La société prévoit de commencer la production du carburant cette année sur son site au Nouveau-Mexique, avec des livraisons commerciales attendues en 2026, selon un communiqué.
Urenco étend sa production à un moment où la demande d'énergie nucléaire devrait grimper, et la disponibilité de carburant est considérée comme un goulot d'étranglement potentiel clé. La Russie est le meilleur fournisseur de carburant d'uranium, et les États-Unis cherchent à stimuler la chaîne d'approvisionnement intérieure. Le président Joe Biden a imposé une interdiction aux importations russes en 2024, mais des dérogations autorisées qui seront disponibles si nécessaire jusqu'en 2028.

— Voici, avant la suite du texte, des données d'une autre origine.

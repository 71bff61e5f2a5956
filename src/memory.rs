//! Linear memory: a page-granular, bounds-checked byte buffer.

use memory_units::{Bytes, Pages};

use crate::error::TrapCode;
use crate::store::{AsContext, AsContextMut, Stored};

/// The fixed size of one linear memory page: 64 KiB.
pub const PAGE_SIZE: Bytes = Bytes(65536);

/// A memory's shape: its initial page count and, if bounded, its maximum.
#[derive(Debug, Copy, Clone, PartialEq, Eq)]
pub struct MemoryType {
    initial: u32,
    maximum: Option<u32>,
}

impl MemoryType {
    /// Creates a new memory type.
    pub fn new(initial: u32, maximum: Option<u32>) -> Self {
        Self { initial, maximum }
    }

    /// The number of pages the memory starts with.
    pub fn initial(&self) -> u32 {
        self.initial
    }

    /// The maximum number of pages the memory may reach, if bounded.
    pub fn maximum(&self) -> Option<u32> {
        self.maximum
    }
}

/// The in-`Store` linear memory entity.
#[derive(Debug)]
pub struct MemoryEntity {
    bytes: Vec<u8>,
    current_pages: u32,
    maximum_pages: Option<u32>,
}

impl MemoryEntity {
    pub(crate) fn new(memory_type: MemoryType) -> Self {
        let initial_bytes: Bytes = Pages(memory_type.initial() as usize).into();
        Self {
            bytes: vec![0u8; initial_bytes.0],
            current_pages: memory_type.initial(),
            maximum_pages: memory_type.maximum(),
        }
    }

    /// The current size, in pages.
    pub fn size(&self) -> u32 {
        self.current_pages
    }

    /// Grows the memory by `delta` pages.
    ///
    /// Returns the previous page count, or `None` if growth was refused
    /// (the new size would exceed the declared maximum, or `u32` range).
    pub fn grow(&mut self, delta: u32) -> Option<u32> {
        let new_pages = self.current_pages.checked_add(delta)?;
        if let Some(max) = self.maximum_pages {
            if new_pages > max {
                return None;
            }
        }
        let old_pages = self.current_pages;
        let new_len: Bytes = Pages(new_pages as usize).into();
        self.bytes.resize(new_len.0, 0u8);
        self.current_pages = new_pages;
        Some(old_pages)
    }

    fn effective_address(&self, addr: u32, offset: u32, len: usize) -> Result<usize, TrapCode> {
        let effective = addr
            .checked_add(offset)
            .ok_or(TrapCode::OutOfBoundsMemoryAccess)? as usize;
        let end = effective
            .checked_add(len)
            .ok_or(TrapCode::OutOfBoundsMemoryAccess)?;
        if end > self.bytes.len() {
            return Err(TrapCode::OutOfBoundsMemoryAccess);
        }
        Ok(effective)
    }

    /// Reads a little-endian `T` from `addr + offset`.
    pub fn read<T: ReadLe>(&self, addr: u32, offset: u32) -> Result<T, TrapCode> {
        let len = core::mem::size_of::<T>();
        let start = self.effective_address(addr, offset, len)?;
        Ok(T::read_le(&self.bytes[start..start + len]))
    }

    /// Writes a little-endian `T` to `addr + offset`.
    pub fn write<T: WriteLe>(&mut self, addr: u32, offset: u32, value: T) -> Result<(), TrapCode> {
        let len = core::mem::size_of::<T>();
        let start = self.effective_address(addr, offset, len)?;
        value.write_le(&mut self.bytes[start..start + len]);
        Ok(())
    }

    /// Copies `bytes` into the memory starting at `offset`, used to apply
    /// data segments. Fails if the segment runs past the end of memory.
    pub(crate) fn init_data(&mut self, offset: u32, bytes: &[u8]) -> Result<(), TrapCode> {
        let start = self.effective_address(offset, 0, bytes.len())?;
        self.bytes[start..start + bytes.len()].copy_from_slice(bytes);
        Ok(())
    }
}

/// Reads a value from a little-endian byte slice.
pub trait ReadLe {
    /// Decodes `Self` from the first `size_of::<Self>()` bytes of `bytes`.
    fn read_le(bytes: &[u8]) -> Self;
}

/// Writes a value into a little-endian byte slice.
pub trait WriteLe {
    /// Encodes `self` into the first `size_of::<Self>()` bytes of `bytes`.
    fn write_le(&self, bytes: &mut [u8]);
}

macro_rules! impl_le {
    ($($t:ty),* $(,)?) => {
        $(
            impl ReadLe for $t {
                fn read_le(bytes: &[u8]) -> Self {
                    let mut buf = [0u8; core::mem::size_of::<$t>()];
                    buf.copy_from_slice(bytes);
                    <$t>::from_le_bytes(buf)
                }
            }

            impl WriteLe for $t {
                fn write_le(&self, bytes: &mut [u8]) {
                    bytes.copy_from_slice(&self.to_le_bytes());
                }
            }
        )*
    };
}
impl_le!(i8, u8, i16, u16, i32, u32, i64, u64, f32, f64);

/// A handle to a [`MemoryEntity`] allocated in a [`Store`].
#[derive(Debug, Copy, Clone, PartialEq, Eq)]
pub struct Memory {
    inner: Stored<crate::store::MemoryIdx>,
}

impl Memory {
    pub(crate) fn from_inner(inner: Stored<crate::store::MemoryIdx>) -> Self {
        Self { inner }
    }

    pub(crate) fn into_inner(self) -> Stored<crate::store::MemoryIdx> {
        self.inner
    }

    /// Allocates a new memory of the given shape in `store`.
    pub fn new(mut ctx: impl AsContextMut, memory_type: MemoryType) -> Self {
        ctx.as_context_mut()
            .store
            .alloc_memory(MemoryEntity::new(memory_type))
    }

    /// Returns the current size, in pages.
    pub fn size(&self, ctx: impl AsContext) -> u32 {
        ctx.as_context()
            .store
            .resolve_memory(*self)
            .expect("memory handle out of bounds")
            .size()
    }

    /// Grows the memory by `delta` pages.
    pub fn grow(&self, mut ctx: impl AsContextMut, delta: u32) -> Option<u32> {
        ctx.as_context_mut()
            .store
            .resolve_memory_mut(*self)
            .expect("memory handle out of bounds")
            .grow(delta)
    }
}
//! # Weather Pictogram Classification and Drawing
//!
//! The payload describes weather two ways: current conditions carry an
//! OpenWeatherMap icon code ("01d".."50n"), forecast entries only a
//! free-text condition label ("Rain", "Clouds", ...). Both collapse into
//! one closed set of pictogram categories here.
//!
//! Classification is ordered: exact numeric-prefix codes are checked before
//! condition keywords, and the first match wins. Anything unrecognized gets
//! the bare Unknown marker rather than an error; an unfamiliar icon code is
//! a cosmetic anomaly, never a cycle failure.
//!
//! Drawing uses embedded-graphics primitives only (circles, lines, filled
//! triangles, rounded rectangles), sized to a square bounding box so the
//! same routines serve the large current-weather icon and the small
//! forecast-card ones.

use crate::epd7in3f::Paint;
use embedded_graphics::prelude::*;
use embedded_graphics::primitives::{
    Circle, Line, PrimitiveStyle, Rectangle, RoundedRectangle, Triangle,
};

/// Closed set of weather pictogram categories.
#[derive(Clone, Copy, Debug, PartialEq, Eq)]
pub enum Pictogram {
    Clear,
    PartlyCloudy,
    Cloudy,
    Rain,
    Thunderstorm,
    Snow,
    Mist,
    Unknown,
}

/// Classify an icon code and/or condition label into a pictogram.
///
/// The icon code's two-digit prefix is authoritative when present (current
/// weather always has one); the keyword scan over the condition label covers
/// forecast entries, which carry no code. First match wins.
pub fn classify(icon: &str, condition: &str) -> Pictogram {
    // OpenWeatherMap numeric prefixes, exact match, checked first
    match icon.get(..2) {
        Some("01") => return Pictogram::Clear,
        Some("02") => return Pictogram::PartlyCloudy,
        Some("03") | Some("04") => return Pictogram::Cloudy,
        Some("09") | Some("10") => return Pictogram::Rain,
        Some("11") => return Pictogram::Thunderstorm,
        Some("13") => return Pictogram::Snow,
        Some("50") => return Pictogram::Mist,
        _ => {}
    }

    // Free-text condition keywords, fixed priority order
    let text = condition.to_ascii_lowercase();
    if text.contains("thunder") || text.contains("storm") {
        Pictogram::Thunderstorm
    } else if text.contains("snow") || text.contains("sleet") {
        Pictogram::Snow
    } else if text.contains("rain") || text.contains("drizzle") || text.contains("shower") {
        Pictogram::Rain
    } else if text.contains("mist") || text.contains("fog") || text.contains("haze") {
        Pictogram::Mist
    } else if text.contains("cloud") || text.contains("overcast") {
        Pictogram::Cloudy
    } else if text.contains("clear") || text.contains("sun") {
        Pictogram::Clear
    } else {
        Pictogram::Unknown
    }
}

/// Draw a pictogram into the square box at `top_left` with edge `size`.
pub fn draw_pictogram<D>(target: &mut D, pictogram: Pictogram, top_left: Point, size: u32)
where
    D: DrawTarget<Color = Paint>,
{
    match pictogram {
        Pictogram::Clear => draw_sun(target, top_left, size),
        Pictogram::PartlyCloudy => {
            // Sun peeking out behind an offset cloud
            let sun_size = size * 6 / 10;
            draw_sun(target, top_left, sun_size);
            let cloud_origin = Point::new(
                top_left.x + size as i32 / 4,
                top_left.y + size as i32 * 2 / 5,
            );
            draw_cloud(target, cloud_origin, size * 3 / 4);
        }
        Pictogram::Cloudy => draw_cloud(target, top_left, size),
        Pictogram::Rain => {
            draw_cloud(target, top_left, size * 3 / 4);
            draw_drops(target, top_left, size, Paint::Blue);
        }
        Pictogram::Thunderstorm => {
            draw_cloud(target, top_left, size * 3 / 4);
            draw_bolt(target, top_left, size);
        }
        Pictogram::Snow => {
            draw_cloud(target, top_left, size * 3 / 4);
            draw_flakes(target, top_left, size);
        }
        Pictogram::Mist => draw_mist(target, top_left, size),
        Pictogram::Unknown => {
            // Bare marker shape: an empty circle
            Circle::new(top_left, size)
                .into_styled(PrimitiveStyle::with_stroke(Paint::Black, 2))
                .draw(target)
                .ok();
        }
    }
}

fn draw_sun<D: DrawTarget<Color = Paint>>(target: &mut D, top_left: Point, size: u32) {
    let margin = size as i32 / 5;
    let disc = size - 2 * margin as u32;
    Circle::new(Point::new(top_left.x + margin, top_left.y + margin), disc)
        .into_styled(PrimitiveStyle::with_fill(Paint::Yellow))
        .draw(target)
        .ok();

    // Four straight rays
    let center = Point::new(
        top_left.x + size as i32 / 2,
        top_left.y + size as i32 / 2,
    );
    let reach = size as i32 / 2;
    let inner = reach - margin / 2;
    let style = PrimitiveStyle::with_stroke(Paint::Orange, 2);
    for (dx, dy) in [(1, 0), (-1, 0), (0, 1), (0, -1)] {
        Line::new(
            Point::new(center.x + dx * inner, center.y + dy * inner),
            Point::new(center.x + dx * reach, center.y + dy * reach),
        )
        .into_styled(style)
        .draw(target)
        .ok();
    }
}

fn draw_cloud<D: DrawTarget<Color = Paint>>(target: &mut D, top_left: Point, size: u32) {
    let fill = PrimitiveStyle::with_fill(Paint::Black);
    let lobe = size / 2;

    // Two overlapping lobes over a flat rounded base
    Circle::new(Point::new(top_left.x, top_left.y + size as i32 / 5), lobe)
        .into_styled(fill)
        .draw(target)
        .ok();
    Circle::new(
        Point::new(top_left.x + size as i32 * 2 / 5, top_left.y),
        lobe,
    )
    .into_styled(fill)
    .draw(target)
    .ok();
    RoundedRectangle::with_equal_corners(
        Rectangle::new(
            Point::new(top_left.x, top_left.y + size as i32 * 2 / 5),
            Size::new(size, size * 3 / 10),
        ),
        Size::new(size / 8, size / 8),
    )
    .into_styled(fill)
    .draw(target)
    .ok();
}

fn draw_drops<D: DrawTarget<Color = Paint>>(target: &mut D, top_left: Point, size: u32, ink: Paint) {
    let style = PrimitiveStyle::with_stroke(ink, 2);
    let base_y = top_left.y + size as i32 * 7 / 10;
    let length = size as i32 / 5;
    for i in 0..3 {
        let x = top_left.x + size as i32 * (2 * i + 1) / 8;
        // Slanted streaks
        Line::new(
            Point::new(x + length / 3, base_y),
            Point::new(x, base_y + length),
        )
        .into_styled(style)
        .draw(target)
        .ok();
    }
}

fn draw_bolt<D: DrawTarget<Color = Paint>>(target: &mut D, top_left: Point, size: u32) {
    let s = size as i32;
    let x = top_left.x + s / 3;
    let y = top_left.y + s * 3 / 5;
    Triangle::new(
        Point::new(x + s / 6, y),
        Point::new(x, y + s / 4),
        Point::new(x + s / 8, y + s / 4),
    )
    .into_styled(PrimitiveStyle::with_fill(Paint::Yellow))
    .draw(target)
    .ok();
    Triangle::new(
        Point::new(x + s / 8, y + s / 8),
        Point::new(x + s / 4, y + s / 8),
        Point::new(x + s / 16, y + s * 2 / 5),
    )
    .into_styled(PrimitiveStyle::with_fill(Paint::Yellow))
    .draw(target)
    .ok();
}

fn draw_flakes<D: DrawTarget<Color = Paint>>(target: &mut D, top_left: Point, size: u32) {
    let style = PrimitiveStyle::with_fill(Paint::Blue);
    let base_y = top_left.y + size as i32 * 7 / 10;
    let dot = (size / 10).max(2);
    for i in 0..3 {
        let x = top_left.x + size as i32 * (2 * i + 1) / 8;
        Circle::new(Point::new(x, base_y + (i % 2) * dot as i32), dot)
            .into_styled(style)
            .draw(target)
            .ok();
    }
}

fn draw_mist<D: DrawTarget<Color = Paint>>(target: &mut D, top_left: Point, size: u32) {
    let style = PrimitiveStyle::with_stroke(Paint::Black, 2);
    for i in 0..4 {
        let y = top_left.y + size as i32 * (i * 2 + 2) / 10;
        let inset = if i % 2 == 0 { 0 } else { size as i32 / 8 };
        Line::new(
            Point::new(top_left.x + inset, y),
            Point::new(top_left.x + size as i32 - inset, y),
        )
        .into_styled(style)
        .draw(target)
        .ok();
    }
}
// Kernel SPI device for the panel data line.
//
// Device path and clock come from the hardware config; the panel tops out
// at 10 MHz, and over-clocking it shows up as silent refresh corruption
// rather than an error, so the configured rate is capped here.

use prayer_display_lib::config::HardwareConfig;
use prayer_display_lib::epd7in3f::{EpdError, SoftwareSpi};
use spidev::{SpiModeFlags, Spidev, SpidevOptions};
use std::io::Write;

const MAX_SPI_HZ: u32 = 10_000_000;

pub struct SpidevHwSpi {
    dev: Spidev,
    path: String,
}

impl SpidevHwSpi {
    pub fn new(hw: &HardwareConfig) -> Result<Self, EpdError> {
        let mut dev = Spidev::open(&hw.spi_dev)
            .map_err(|e| EpdError(format!("open {}: {e}", hw.spi_dev)))?;

        let speed = hw.spi_hz.min(MAX_SPI_HZ);
        if speed != hw.spi_hz {
            log::warn!("spi_hz {} above panel limit, capping to {speed}", hw.spi_hz);
        }

        let opts = SpidevOptions::new()
            .bits_per_word(8)
            .max_speed_hz(speed)
            .mode(SpiModeFlags::SPI_MODE_0)
            .build();
        dev.configure(&opts)
            .map_err(|e| EpdError(format!("configure {}: {e}", hw.spi_dev)))?;

        Ok(Self {
            dev,
            path: hw.spi_dev.clone(),
        })
    }
}

impl SoftwareSpi for SpidevHwSpi {
    fn write_byte(&mut self, data: u8) -> Result<(), EpdError> {
        self.dev
            .write(&[data])
            .map(|_| ())
            .map_err(|e| EpdError(format!("write to {}: {e}", self.path)))
    }
}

Les réacteurs s'appuient sur un isotope spécifique pour maintenir une réaction en chaîne de fissions – l'uranium-235 – mais il ne représente que 0,7% du minerai extrait du sol. Urenco, un consortium néerlandais, allemand et britannique, augmente cette concentration à travers un processus appelé enrichissement.
Les réacteurs conventionnels en service utilisent désormais un carburant d'uranium avec une concentration de 5%, connue sous le nom de LEU, ou d'uranium à faible enrichissement. L'entreprise a désormais la permission de produire du carburant avec un niveau de 10%, Leu +.
La concentration plus élevée signifie que les réacteurs peuvent fonctionner pendant de plus longues périodes avant de devoir être ravitaillé, ce qui permet d'économiser de l'argent. L'industrie développe également une chaîne d'approvisionnement pour un carburant enrichi jusqu'à 20%, ce qui devrait être nécessaire pour la prochaine génération de conceptions de réacteurs.